→ EXERCISE BRIEF
Word for word, set down the full listing below.

→ DATA EXTRACT
################

//! Text and JSON summaries of a traversal
use std::fmt::Write as _;
use std::path::{Path, PathBuf};

use serde::Serialize;

use crate::aggregate::{AggregateState, FrequencyAxis, ScanSummary};
use crate::block::{IqBlock, PsdBlock};
use crate::capture::render_config;
use crate::export::ExportOutputs;
use crate::proto::Config;
use crate::timestamp::format_epoch_seconds;

/// One line of per-block metadata for a PSD block
pub fn psd_block_line(index: usize, block: &PsdBlock) -> String {
    format!(
        "Block {index}: {} | {:.3}-{:.3} MHz | {} | {} bins | NmeaGpggaLocation: {}",
        block.timestamp.format_ctime(),
        block.start_mhz(),
        block.stop_mhz(),
        block.reading_kind,
        block.bin_count(),
        block.location
    )
}

/// One line of per-block metadata for an IQ snapshot
pub fn iq_block_line(index: usize, block: &IqBlock) -> String {
    format!(
        "Block {index}: {} | {:.3}-{:.3} MHz | center {:.3} MHz | {} I/Q pairs | \
         NmeaGpggaLocation: {}",
        block.timestamp.format_ctime(),
        block.start_freq_hz / 1e6,
        block.stop_freq_hz / 1e6,
        block.center_freq_or_mid() / 1e6,
        block.pair_count(),
        block.location
    )
}

#[derive(Debug, Clone, PartialEq, Eq, Serialize)]
pub struct KindCount {
    pub kind: String,
    pub code: i32,
    pub blocks: u64,
}

/// Scan-wide extents in display units
#[derive(Debug, Clone, PartialEq, Serialize)]
pub struct Extents {
    pub blocks: usize,
    #[serde(skip_serializing_if = "Option::is_none")]
    pub first_time: Option<String>,
    #[serde(skip_serializing_if = "Option::is_none")]
    pub last_time: Option<String>,
    #[serde(skip_serializing_if = "Option::is_none")]
    pub min_freq_mhz: Option<f64>,
    #[serde(skip_serializing_if = "Option::is_none")]
    pub max_freq_mhz: Option<f64>,
    pub samples: u64,
    /// Size of the samples as stored, 16 bits per value
    pub stored_i16_bytes: u64,
}

impl Extents {
    fn from_summary(summary: &ScanSummary, bytes_per_sample: u64) -> Self {
        Self {
            blocks: summary.block_count,
            first_time: summary.min_time.map(format_epoch_seconds),
            last_time: summary.max_time.map(format_epoch_seconds),
            min_freq_mhz: summary.min_freq_hz.map(|f| f / 1e6),
            max_freq_mhz: summary.max_freq_hz.map(|f| f / 1e6),
            samples: summary.total_sample_count,
            stored_i16_bytes: summary.total_sample_count * bytes_per_sample,
        }
    }

    fn render(&self, out: &mut String, unit: &str) {
        let _ = writeln!(out, "Blocks: {}", self.blocks);
        if let (Some(first), Some(last)) = (&self.first_time, &self.last_time) {
            let _ = writeln!(out, "Time span: {first} .. {last}");
        }
        if let (Some(lo), Some(hi)) = (self.min_freq_mhz, self.max_freq_mhz) {
            let _ = writeln!(out, "Frequency span: {lo:.3} .. {hi:.3} MHz");
        }
        let _ = writeln!(out, "Total {unit}: {}", self.samples);
        let _ = writeln!(out, "Stored size (16-bit samples): {} bytes", self.stored_i16_bytes);
    }
}

/// Written export files
#[derive(Debug, Clone, Default, PartialEq, Eq, Serialize)]
pub struct ExportList {
    #[serde(skip_serializing_if = "Vec::is_empty")]
    pub files: Vec<PathBuf>,
}

impl From<ExportOutputs> for ExportList {
    fn from(outputs: ExportOutputs) -> Self {
        let files = outputs
            .csv
            .into_iter()
            .chain(outputs.cfile)
            .chain(outputs.mat)
            .collect();
        Self { files }
    }
}

impl ExportList {
    fn render(&self, out: &mut String) {
        for file in &self.files {
            let _ = writeln!(out, "Wrote {}", file.display());
        }
    }
}

/// Summary of a PSD scan file
#[derive(Debug, Clone, PartialEq, Serialize)]
pub struct PsdReport {
    pub path: PathBuf,
    pub station_name: Option<String>,
    #[serde(skip)]
    pub config_text: String,
    pub axis: FrequencyAxis,
    pub extents: Extents,
    pub kinds: Vec<KindCount>,
    pub averaged_blocks: u64,
    pub unclassified_blocks: u64,
    #[serde(flatten)]
    pub exports: ExportList,
}

impl PsdReport {
    pub fn new(
        path: &Path,
        config: Option<&Config>,
        state: &AggregateState,
        exports: ExportOutputs,
    ) -> Self {
        let kinds = state
            .kind_counts()
            .iter()
            .map(|(kind, blocks)| KindCount {
                kind: kind.to_string(),
                code: kind.code(),
                blocks: *blocks,
            })
            .collect();
        Self {
            path: path.to_path_buf(),
            station_name: config.map(|c| c.station_name.clone()),
            config_text: render_config(config),
            axis: *state.axis(),
            extents: Extents::from_summary(state.summary(), 2),
            kinds,
            averaged_blocks: state.avg_contributor_count(),
            unclassified_blocks: state.unclassified_count(),
            exports: exports.into(),
        }
    }

    pub fn render_text(&self) -> String {
        let mut out = String::new();
        let _ = writeln!(out, "File: {}", self.path.display());
        out.push_str(&self.config_text);
        self.extents.render(&mut out, "bins");
        let _ = writeln!(
            out,
            "Axis: {:.3} .. {:.3} MHz, {} bins",
            self.axis.start_mhz, self.axis.end_mhz, self.axis.bin_count
        );
        for kind in &self.kinds {
            let _ = writeln!(out, "  {}: {} blocks", kind.kind, kind.blocks);
        }
        let _ = writeln!(out, "Averaged blocks: {}", self.averaged_blocks);
        if self.unclassified_blocks > 0 {
            let _ = writeln!(out, "Unclassified blocks: {}", self.unclassified_blocks);
        }
        self.exports.render(&mut out);
        out
    }
}

/// Summary of a raw IQ file
#[derive(Debug, Clone, PartialEq, Serialize)]
pub struct IqReport {
    pub path: PathBuf,
    pub station_name: Option<String>,
    #[serde(skip)]
    pub config_text: String,
    pub extents: Extents,
    #[serde(flatten)]
    pub exports: ExportList,
}

impl IqReport {
    pub fn new(
        path: &Path,
        config: Option<&Config>,
        summary: &ScanSummary,
        exports: ExportOutputs,
    ) -> Self {
        Self {
            path: path.to_path_buf(),
            station_name: config.map(|c| c.station_name.clone()),
            config_text: render_config(config),
            // one I/Q pair is two 16-bit values
            extents: Extents::from_summary(summary, 4),
            exports: exports.into(),
        }
    }

    pub fn render_text(&self) -> String {
        let mut out = String::new();
        let _ = writeln!(out, "File: {}", self.path.display());
        out.push_str(&self.config_text);
        self.extents.render(&mut out, "I/Q pairs");
        self.exports.render(&mut out);
        out
    }
}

################

→ ANSWER SPACE
//! Text and JSON summaries of a traversal
use std::fmt::Write as _;
use std::path::{Path, PathBuf};

use serde::Serialize;

use crate::aggregate::{AggregateState, FrequencyAxis, ScanSummary};
use crate::block::{IqBlock, PsdBlock};
use crate::capture::render_config;
use crate::export::ExportOutputs;
use crate::proto::Config;
use crate::timestamp::format_epoch_seconds;

/// One line of per-block metadata for a PSD block
pub fn psd_block_line(index: usize, block: &PsdBlock) -> String {
    format!(
        "Block {index}: {} | {:.3}-{:.3} MHz | {} | {} bins | NmeaGpggaLocation: {}",
        block.timestamp.format_ctime(),
        block.start_mhz(),
        block.stop_mhz(),
        block.reading_kind,
        block.bin_count(),
        block.location
    )
}

/// One line of per-block metadata for an IQ snapshot
pub fn iq_block_line(index: usize, block: &IqBlock) -> String {
    format!(
        "Block {index}: {} | {:.3}-{:.3} MHz | center {:.3} MHz | {} I/Q pairs | \
         NmeaGpggaLocation: {}",
        block.timestamp.format_ctime(),
        block.start_freq_hz / 1e6,
        block.stop_freq_hz / 1e6,
        block.center_freq_or_mid() / 1e6,
        block.pair_count(),
        block.location
    )
}

#[derive(Debug, Clone, PartialEq, Eq, Serialize)]
pub struct KindCount {
    pub kind: String,
    pub code: i32,
    pub blocks: u64,
}

/// Scan-wide extents in display units
#[derive(Debug, Clone, PartialEq, Serialize)]
pub struct Extents {
    pub blocks: usize,
    #[serde(skip_serializing_if = "Option::is_none")]
    pub first_time: Option<String>,
    #[serde(skip_serializing_if = "Option::is_none")]
    pub last_time: Option<String>,
    #[serde(skip_serializing_if = "Option::is_none")]
    pub min_freq_mhz: Option<f64>,
    #[serde(skip_serializing_if = "Option::is_none")]
    pub max_freq_mhz: Option<f64>,
    pub samples: u64,
    /// Size of the samples as stored, 16 bits per value
    pub stored_i16_bytes: u64,
}

impl Extents {
    fn from_summary(summary: &ScanSummary, bytes_per_sample: u64) -> Self {
        Self {
            blocks: summary.block_count,
            first_time: summary.min_time.map(format_epoch_seconds),
            last_time: summary.max_time.map(format_epoch_seconds),
            min_freq_mhz: summary.min_freq_hz.map(|f| f / 1e6),
            max_freq_mhz: summary.max_freq_hz.map(|f| f / 1e6),
            samples: summary.total_sample_count,
            stored_i16_bytes: summary.total_sample_count * bytes_per_sample,
        }
    }

    fn render(&self, out: &mut String, unit: &str) {
        let _ = writeln!(out, "Blocks: {}", self.blocks);
        if let (Some(first), Some(last)) = (&self.first_time, &self.last_time) {
            let _ = writeln!(out, "Time span: {first} .. {last}");
        }
        if let (Some(lo), Some(hi)) = (self.min_freq_mhz, self.max_freq_mhz) {
            let _ = writeln!(out, "Frequency span: {lo:.3} .. {hi:.3} MHz");
        }
        let _ = writeln!(out, "Total {unit}: {}", self.samples);
        let _ = writeln!(out, "Stored size (16-bit samples): {} bytes", self.stored_i16_bytes);
    }
}

/// Written export files
#[derive(Debug, Clone, Default, PartialEq, Eq, Serialize)]
pub struct ExportList {
    #[serde(skip_serializing_if = "Vec::is_empty")]
    pub files: Vec<PathBuf>,
}

impl From<ExportOutputs> for ExportList {
    fn from(outputs: ExportOutputs) -> Self {
        let files = outputs
            .csv
            .into_iter()
            .chain(outputs.cfile)
            .chain(outputs.mat)
            .collect();
        Self { files }
    }
}

impl ExportList {
    fn render(&self, out: &mut String) {
        for file in &self.files {
            let _ = writeln!(out, "Wrote {}", file.display());
        }
    }
}

/// Summary of a PSD scan file
#[derive(Debug, Clone, PartialEq, Serialize)]
pub struct PsdReport {
    pub path: PathBuf,
    pub station_name: Option<String>,
    #[serde(skip)]
    pub config_text: String,
    pub axis: FrequencyAxis,
    pub extents: Extents,
    pub kinds: Vec<KindCount>,
    pub averaged_blocks: u64,
    pub unclassified_blocks: u64,
    #[serde(flatten)]
    pub exports: ExportList,
}

impl PsdReport {
    pub fn new(
        path: &Path,
        config: Option<&Config>,
        state: &AggregateState,
        exports: ExportOutputs,
    ) -> Self {
        let kinds = state
            .kind_counts()
            .iter()
            .map(|(kind, blocks)| KindCount {
                kind: kind.to_string(),
                code: kind.code(),
                blocks: *blocks,
            })
            .collect();
        Self {
            path: path.to_path_buf(),
            station_name: config.map(|c| c.station_name.clone()),
            config_text: render_config(config),
            axis: *state.axis(),
            extents: Extents::from_summary(state.summary(), 2),
            kinds,
            averaged_blocks: state.avg_contributor_count(),
            unclassified_blocks: state.unclassified_count(),
            exports: exports.into(),
        }
    }

    pub fn render_text(&self) -> String {
        let mut out = String::new();
        let _ = writeln!(out, "File: {}", self.path.display());
        out.push_str(&self.config_text);
        self.extents.render(&mut out, "bins");
        let _ = writeln!(
            out,
            "Axis: {:.3} .. {:.3} MHz, {} bins",
            self.axis.start_mhz, self.axis.end_mhz, self.axis.bin_count
        );
        for kind in &self.kinds {
            let _ = writeln!(out, "  {}: {} blocks", kind.kind, kind.blocks);
        }
        let _ = writeln!(out, "Averaged blocks: {}", self.averaged_blocks);
        if self.unclassified_blocks > 0 {
            let _ = writeln!(out, "Unclassified blocks: {}", self.unclassified_blocks);
        }
        self.exports.render(&mut out);
        out
    }
}

/// Summary of a raw IQ file
#[derive(Debug, Clone, PartialEq, Serialize)]
pub struct IqReport {
    pub path: PathBuf,
    pub station_name: Option<String>,
    #[serde(skip)]
    pub config_text: String,
    pub extents: Extents,
    #[serde(flatten)]
    pub exports: ExportList,
}

impl IqReport {
    pub fn new(
        path: &Path,
        config: Option<&Config>,
        summary: &ScanSummary,
        exports: ExportOutputs,
    ) -> Self {
        Self {
            path: path.to_path_buf(),
            station_name: config.map(|c| c.station_name.clone()),
            config_text: render_config(config),
            // one I/Q pair is two 16-bit values
            extents: Extents::from_summary(summary, 4),
            exports: exports.into(),
        }
    }

    pub fn render_text(&self) -> String {
        let mut out = String::new();
        let _ = writeln!(out, "File: {}", self.path.display());
        out.push_str(&self.config_text);
        self.extents.render(&mut out, "I/Q pairs");
        self.exports.render(&mut out);
        out
    }
}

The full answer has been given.